LÉON [comes down stage]
You are like my father. It seems to me that when anyone begins to like billiards at all, they become infatuated with the game; and you two people are two of a kind.
MARTINEL
My son, when a man grows old, and has no family, he has to take refuge in such pleasures as these. If you take bait-fishing as your diversion in the morning and billiards for the afternoon and evening, you have two kinds of amusement that are both worthy and attractive.
LÉON
Oh, ho! Bait-fishing, indeed! That means to say, getting up early and sitting with your feet in the water through wind and rain in the hope of catching, perhaps each quarter of an hour, a fish about the size of a match. And you call that an attractive pastime?
MARTINEL
I do, without a doubt.

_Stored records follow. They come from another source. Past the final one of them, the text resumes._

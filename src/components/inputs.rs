use crate::config::options::Options;
use crate::config::theme::ThemeStyles;
use ratatui::Frame;
use ratatui::layout::Rect;
use ratatui::text::{Line, Span};
use ratatui::widgets::{Block, Paragraph};

#[derive(Debug, Clone, Copy, PartialEq, Eq)]
pub enum InputId {
    DisplayTime,
    DelayTime,
    Repetitions,
}

impl InputId {
    fn label(self) -> &'static str {
        match self {
            InputId::DisplayTime => "Display time (s)",
            InputId::DelayTime => "Delay time (s)",
            InputId::Repetitions => "Repetitions",
        }
    }

    const fn all() -> [InputId; 3] {
        [
            InputId::DisplayTime,
            InputId::DelayTime,
            InputId::Repetitions,
        ]
    }
}

/// The three numeric text fields. Raw text is kept as typed; parsing and
/// range checks happen in `core::validate` when start is pressed.
#[derive(Debug)]
pub struct InputsComponent {
    display_time: String,
    delay_time: String,
    repetitions: String,
}

impl InputsComponent {
    #[must_use]
    pub fn new(options: &Options) -> Self {
        Self {
            display_time: format_seconds(options.display_time),
            delay_time: format_seconds(options.delay_time),
            repetitions: options.repetitions.to_string(),
        }
    }

    #[must_use]
    pub fn value(&self, id: InputId) -> &str {
        match id {
            InputId::DisplayTime => &self.display_time,
            InputId::DelayTime => &self.delay_time,
            InputId::Repetitions => &self.repetitions,
        }
    }

    fn buffer_mut(&mut self, id: InputId) -> &mut String {
        match id {
            InputId::DisplayTime => &mut self.display_time,
            InputId::DelayTime => &mut self.delay_time,
            InputId::Repetitions => &mut self.repetitions,
        }
    }

    fn is_valid_input_char(c: char) -> bool {
        c.is_ascii_digit() || c == '.'
    }

    pub fn add_char(&mut self, id: InputId, c: char) {
        if Self::is_valid_input_char(c) {
            self.buffer_mut(id).push(c);
        }
    }

    pub fn backspace(&mut self, id: InputId) {
        self.buffer_mut(id).pop();
    }

    fn field_line(&self, id: InputId, focus: Option<InputId>, theme: &ThemeStyles) -> Line<'_> {
        let focused = focus == Some(id);
        let value_style = if focused { theme.selection } else { theme.text };
        let cursor = if focused { "_" } else { " " };

        Line::from(vec![
            Span::styled(format!("{:<17}", id.label()), theme.text_muted),
            Span::styled(format!("{}{cursor}", self.value(id)), value_style),
        ])
    }

    pub fn render(
        &mut self,
        f: &mut Frame,
        area: Rect,
        focus: Option<InputId>,
        theme: &ThemeStyles,
    ) {
        let border = if focus.is_some() {
            theme.border_active
        } else {
            theme.border
        };
        let block = Block::bordered()
            .border_style(border)
            .style(theme.panel_block)
            .title(" Timing ");

        let mut lines = Vec::new();
        for id in InputId::all() {
            lines.push(self.field_line(id, focus, theme));
            lines.push(Line::from(""));
        }

        f.render_widget(Paragraph::new(lines).block(block), area);
    }
}

fn format_seconds(seconds: f64) -> String {
    // trims "1.0" to "1" but keeps "0.5"
    if seconds.fract() == 0.0 {
        format!("{seconds:.0}")
    } else {
        format!("{seconds}")
    }
}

But do you believe that there is a single lover in the world capable of doing as much for his mistress throughout ten, twelve, or fifteen years of life? If you asked my opinion, I think he would give it up at the end of a fortnight.
MME. DE RONCHARD
Of a truth; he would.
LÉON [interrupts]
Pardon me, I should give it up at the end of a week.
MARTINEL
You speak sensibly.
PETITPRÉ
Come along, my dear fellow.
MARTINEL
Shall we play fifty up?
PETITPRÉ
Fifty up will do.
MARTINEL [turns to Mme. de Ronchard]
We shall see you again shortly, Madame.
MME. DE RONCHARD
Well, I have had enough of Havre for the present.